L’Agence centrale pour l’accueil des demandeurs d’asile (COA) étudie actuellement les alternatives qui s’offrent aux personnes. Sur la base de ces recherches, dont les résultats sont attendus « à court terme », il sera décidé quelles seront les conséquences pour les réfugiés à partir du 1er décembre. L’Agence des institutions judiciaires (DJI) l’a rapporté mardi.

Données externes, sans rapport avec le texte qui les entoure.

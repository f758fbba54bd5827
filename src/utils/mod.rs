//! Utility functions.
//!
//! Collection of formatting helpers used by the bot and the web panel.

use std::time::Duration;

use chrono::{TimeZone, Utc};

use crate::i18n::format_text;

/// Escape HTML special characters (safe for text and attribute values).
pub fn html_escape(s: &str) -> String {
    let mut out = String::with_capacity(s.len());
    for c in s.chars() {
        match c {
            '&' => out.push_str("&amp;"),
            '<' => out.push_str("&lt;"),
            '>' => out.push_str("&gt;"),
            '"' => out.push_str("&quot;"),
            '\'' => out.push_str("&#39;"),
            _ => out.push(c),
        }
    }
    out
}

/// Group thousands: `1234567` -> `1.234.567` (id) / `1,234,567` (en).
pub fn format_points(points: i64, lang: &str) -> String {
    let sep = if lang == "en" { ',' } else { '.' };
    let digits = points.unsigned_abs().to_string();

    let mut grouped = String::with_capacity(digits.len() + digits.len() / 3 + 1);
    if points < 0 {
        grouped.push('-');
    }
    for (i, c) in digits.chars().enumerate() {
        if i > 0 && (digits.len() - i) % 3 == 0 {
            grouped.push(sep);
        }
        grouped.push(c);
    }
    grouped
}

/// Human readable time left, e.g. `5 jam 3 menit`.
pub fn format_remaining(remaining: Duration, lang: &str) -> String {
    let secs = remaining.as_secs();
    let hours = secs / 3600;
    let minutes = (secs % 3600) / 60;

    let mut parts = Vec::new();
    if hours > 0 {
        parts.push(format_text(lang, "time.hours", &[("n", &hours.to_string())]));
    }
    if minutes > 0 {
        parts.push(format_text(lang, "time.minutes", &[("n", &minutes.to_string())]));
    }
    if parts.is_empty() {
        parts.push(format_text(lang, "time.seconds", &[("n", &secs.to_string())]));
    }
    parts.join(" ")
}

/// Unix timestamp as `YYYY-MM-DD HH:MM` (UTC).
pub fn format_timestamp(ts: i64) -> String {
    Utc.timestamp_opt(ts, 0)
        .single()
        .map(|dt| dt.format("%Y-%m-%d %H:%M").to_string())
        .unwrap_or_else(|| "-".to_string())
}

/// Clickable HTML mention of a Telegram user.
pub fn mention_html(user_id: i64, name: &str) -> String {
    format!("<a href=\"tg://user?id={}\">{}</a>", user_id, html_escape(name))
}

/// Quote a CSV field when needed (RFC 4180).
pub fn csv_field(value: &str) -> String {
    if value.contains([',', '"', '\n', '\r']) {
        format!("\"{}\"", value.replace('"', "\"\""))
    } else {
        value.to_string()
    }
}

#[cfg(test)]
mod tests {
    use super::*;

    #[test]
    fn test_html_escape() {
        assert_eq!(
            html_escape("<b>\"Tom\" & 'Jerry'</b>"),
            "&lt;b&gt;&quot;Tom&quot; &amp; &#39;Jerry&#39;&lt;/b&gt;"
        );
    }

    #[test]
    fn test_format_points() {
        assert_eq!(format_points(0, "id"), "0");
        assert_eq!(format_points(999, "id"), "999");
        assert_eq!(format_points(1000, "id"), "1.000");
        assert_eq!(format_points(1234567, "en"), "1,234,567");
        assert_eq!(format_points(-150000, "id"), "-150.000");
    }

    #[test]
    fn test_format_remaining() {
        let d = Duration::from_secs(5 * 3600 + 3 * 60 + 10);
        assert_eq!(format_remaining(d, "id"), "5 jam 3 menit");
        assert_eq!(format_remaining(d, "en"), "5h 3m");
        assert_eq!(format_remaining(Duration::from_secs(42), "id"), "42 detik");
    }

    #[test]
    fn test_format_timestamp() {
        assert_eq!(format_timestamp(0), "1970-01-01 00:00");
    }

    #[test]
    fn test_csv_field() {
        assert_eq!(csv_field("plain"), "plain");
        assert_eq!(csv_field("a,b"), "\"a,b\"");
        assert_eq!(csv_field("say \"hi\""), "\"say \"\"hi\"\"\"");
    }

    #[test]
    fn test_mention_html() {
        assert_eq!(mention_html(7, "<x>"), "<a href=\"tg://user?id=7\">&lt;x&gt;</a>");
    }
}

Avec un éventuel arrêt des demandeurs d’asile à Veldzicht, des places seront libérées pour les patients du TBS. Un porte-parole du COA avait précédemment annoncé que l’accord prévoyait qu’un tel arrêt ne prendrait effet que si quelque chose d’autre avait été trouvé pour ce groupe. Le DJI rapporte que les accords actuels entre Veldzicht et COA expireront le 1er décembre 2024.

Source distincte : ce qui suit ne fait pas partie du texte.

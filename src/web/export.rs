//! CSV exports for the admin panel.

use axum::extract::{Query, State};
use axum::http::header;
use axum::response::{IntoResponse, Response};

use super::admin::{authorize, KeyQuery};
use super::{WebError, WebState};
use crate::database::{UserAccount, WithdrawListing, WithdrawRequest};
use crate::utils::csv_field;

/// `GET /admin/export/users.csv?key=`
pub async fn users_csv(
    State(state): State<WebState>,
    Query(query): Query<KeyQuery>,
) -> Result<Response, WebError> {
    authorize(&state, &query)?;
    let users = state.app.users.list(None).await?;
    Ok(csv_response("users.csv", users_to_csv(&users)))
}

/// `GET /admin/export/withdrawals.csv?key=`
pub async fn withdrawals_csv(
    State(state): State<WebState>,
    Query(query): Query<KeyQuery>,
) -> Result<Response, WebError> {
    authorize(&state, &query)?;
    let requests = state.app.withdrawals.list(WithdrawListing::All, None).await?;
    Ok(csv_response("withdrawals.csv", withdrawals_to_csv(&requests)))
}

fn csv_response(filename: &str, body: String) -> Response {
    (
        [
            (header::CONTENT_TYPE, "text/csv; charset=utf-8".to_string()),
            (
                header::CONTENT_DISPOSITION,
                format!("attachment; filename=\"{filename}\""),
            ),
        ],
        body,
    )
        .into_response()
}

fn csv_row(fields: &[String]) -> String {
    let mut row = fields
        .iter()
        .map(|f| csv_field(f))
        .collect::<Vec<_>>()
        .join(",");
    row.push_str("\r\n");
    row
}

fn opt<T: ToString>(value: &Option<T>) -> String {
    value.as_ref().map(ToString::to_string).unwrap_or_default()
}

pub fn users_to_csv(users: &[UserAccount]) -> String {
    let mut out = csv_row(&[
        "user_id".into(),
        "username".into(),
        "first_name".into(),
        "lang".into(),
        "points".into(),
        "referral_count".into(),
        "referred_by".into(),
        "created_at".into(),
    ]);
    for user in users {
        out.push_str(&csv_row(&[
            user.user_id.to_string(),
            opt(&user.username),
            user.first_name.clone(),
            opt(&user.lang),
            user.points.to_string(),
            user.referral_count.to_string(),
            opt(&user.referred_by),
            user.created_at.to_string(),
        ]));
    }
    out
}

pub fn withdrawals_to_csv(requests: &[WithdrawRequest]) -> String {
    let mut out = csv_row(&[
        "request_id".into(),
        "user_id".into(),
        "amount".into(),
        "destination".into(),
        "status".into(),
        "note".into(),
        "created_at".into(),
        "processed_at".into(),
    ]);
    for request in requests {
        out.push_str(&csv_row(&[
            request.request_id.to_string(),
            request.user_id.to_string(),
            request.amount.to_string(),
            opt(&request.destination),
            request.status.as_str().to_string(),
            opt(&request.note),
            request.created_at.to_string(),
            opt(&request.processed_at),
        ]));
    }
    out
}

#[cfg(test)]
mod tests {
    use super::*;
    use crate::database::WithdrawStatus;

    #[test]
    fn test_withdrawals_csv_quotes_fields() {
        let mut request = WithdrawRequest::new(4, 77, 300, Some("BCA, 123 \"main\"".into()), 1_700_000_000);
        request.status = WithdrawStatus::Rejected;
        request.note = Some("line\nbreak".into());
        request.processed_at = Some(1_700_000_100);

        let csv = withdrawals_to_csv(&[request]);
        let mut lines = csv.split("\r\n");
        assert_eq!(
            lines.next(),
            Some("request_id,user_id,amount,destination,status,note,created_at,processed_at")
        );
        assert_eq!(
            lines.next(),
            Some("4,77,300,\"BCA, 123 \"\"main\"\"\",rejected,\"line\nbreak\",1700000000,1700000100")
        );
    }

    #[test]
    fn test_users_csv_header_only_when_empty() {
        assert_eq!(
            users_to_csv(&[]),
            "user_id,username,first_name,lang,points,referral_count,referred_by,created_at\r\n"
        );
    }
}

“Nous nous engageons à ce que des soins appropriés et, le cas échéant, une sécurité puissent continuer à être offerts aux étrangers souffrant de graves problèmes psychiatriques. Ils ne sont pas simplement mis à la rue”, écrivent la ministre Marjolein Faber (Asile et Migration) et la secrétaire d’État Ingrid Coenradie (Justice et Sécurité) dans une lettre au Parlement. Les ministres peuvent d’ores et déjà promettre que Veldzicht continuera à accueillir des personnes envoyées par le Centre national pour étrangers (également connu sous le nom de Bed-bath-Brood).

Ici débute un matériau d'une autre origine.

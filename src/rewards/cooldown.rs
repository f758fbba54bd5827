//! Claim windows for daily, spin and quiz rewards.

use std::time::Duration;

use crate::database::PointKind;

/// Length of every claim window (24 hours), in seconds.
pub const CLAIM_WINDOW_SECS: i64 = 24 * 60 * 60;

/// Rewards that can be claimed once per window.
#[derive(Debug, Clone, Copy, PartialEq, Eq)]
pub enum ClaimKind {
    Daily,
    Spin,
    Quiz,
}

impl ClaimKind {
    /// Document field holding the unix timestamp of the last claim.
    pub fn field(self) -> &'static str {
        match self {
            Self::Daily => "last_daily",
            Self::Spin => "last_spin",
            Self::Quiz => "last_quiz",
        }
    }

    pub fn point_kind(self) -> PointKind {
        match self {
            Self::Daily => PointKind::Daily,
            Self::Spin => PointKind::Spin,
            Self::Quiz => PointKind::Quiz,
        }
    }
}

/// Latest timestamp a previous claim may have to allow a new one at `now`.
pub fn window_start(now: i64) -> i64 {
    now - CLAIM_WINDOW_SECS
}

/// Time left until the next claim, or `None` if claiming is allowed now.
///
/// A claim exactly 24 hours after the previous one is allowed.
pub fn cooldown_remaining(last: Option<i64>, now: i64) -> Option<Duration> {
    let last = last?;
    let elapsed = (now - last).max(0);
    if elapsed >= CLAIM_WINDOW_SECS {
        None
    } else {
        Some(Duration::from_secs((CLAIM_WINDOW_SECS - elapsed) as u64))
    }
}

#[cfg(test)]
mod tests {
    use super::*;

    #[test]
    fn test_never_claimed() {
        assert_eq!(cooldown_remaining(None, 1_000), None);
    }

    #[test]
    fn test_within_window() {
        let now = 1_700_000_000;
        let remaining = cooldown_remaining(Some(now - 3600), now);
        assert_eq!(remaining, Some(Duration::from_secs(23 * 3600)));
    }

    #[test]
    fn test_window_boundary_is_inclusive() {
        let now = 1_700_000_000;
        assert_eq!(cooldown_remaining(Some(now - CLAIM_WINDOW_SECS), now), None);
        assert_eq!(
            cooldown_remaining(Some(now - CLAIM_WINDOW_SECS + 1), now),
            Some(Duration::from_secs(1))
        );
    }

    #[test]
    fn test_future_timestamp_counts_as_fresh_claim() {
        let now = 1_700_000_000;
        assert_eq!(
            cooldown_remaining(Some(now + 60), now),
            Some(Duration::from_secs(CLAIM_WINDOW_SECS as u64))
        );
    }

    #[test]
    fn test_claim_fields() {
        assert_eq!(ClaimKind::Daily.field(), "last_daily");
        assert_eq!(ClaimKind::Spin.point_kind(), PointKind::Spin);
        assert_eq!(window_start(CLAIM_WINDOW_SECS), 0);
    }
}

Veldzicht est un centre de psychiatrie transculturelle et traite, entre autres, les étrangers et les personnes issues de l’immigration. Une attaque mortelle au couteau a eu lieu à la clinique le 5 novembre 2022. Un employé a été poignardé à mort par un demandeur d’asile et deux sociothérapeutes ont également été blessés lors de l’attaque. L’agresseur s’est ensuite suicidé. L’Inspection de la justice et de la sécurité a enquêté sur l’incident. Cela a révélé que la sécurité dans la clinique devait être améliorée et que des places spécialisées pour les étrangers souffrant de problèmes psychiatriques devaient être rapidement créées.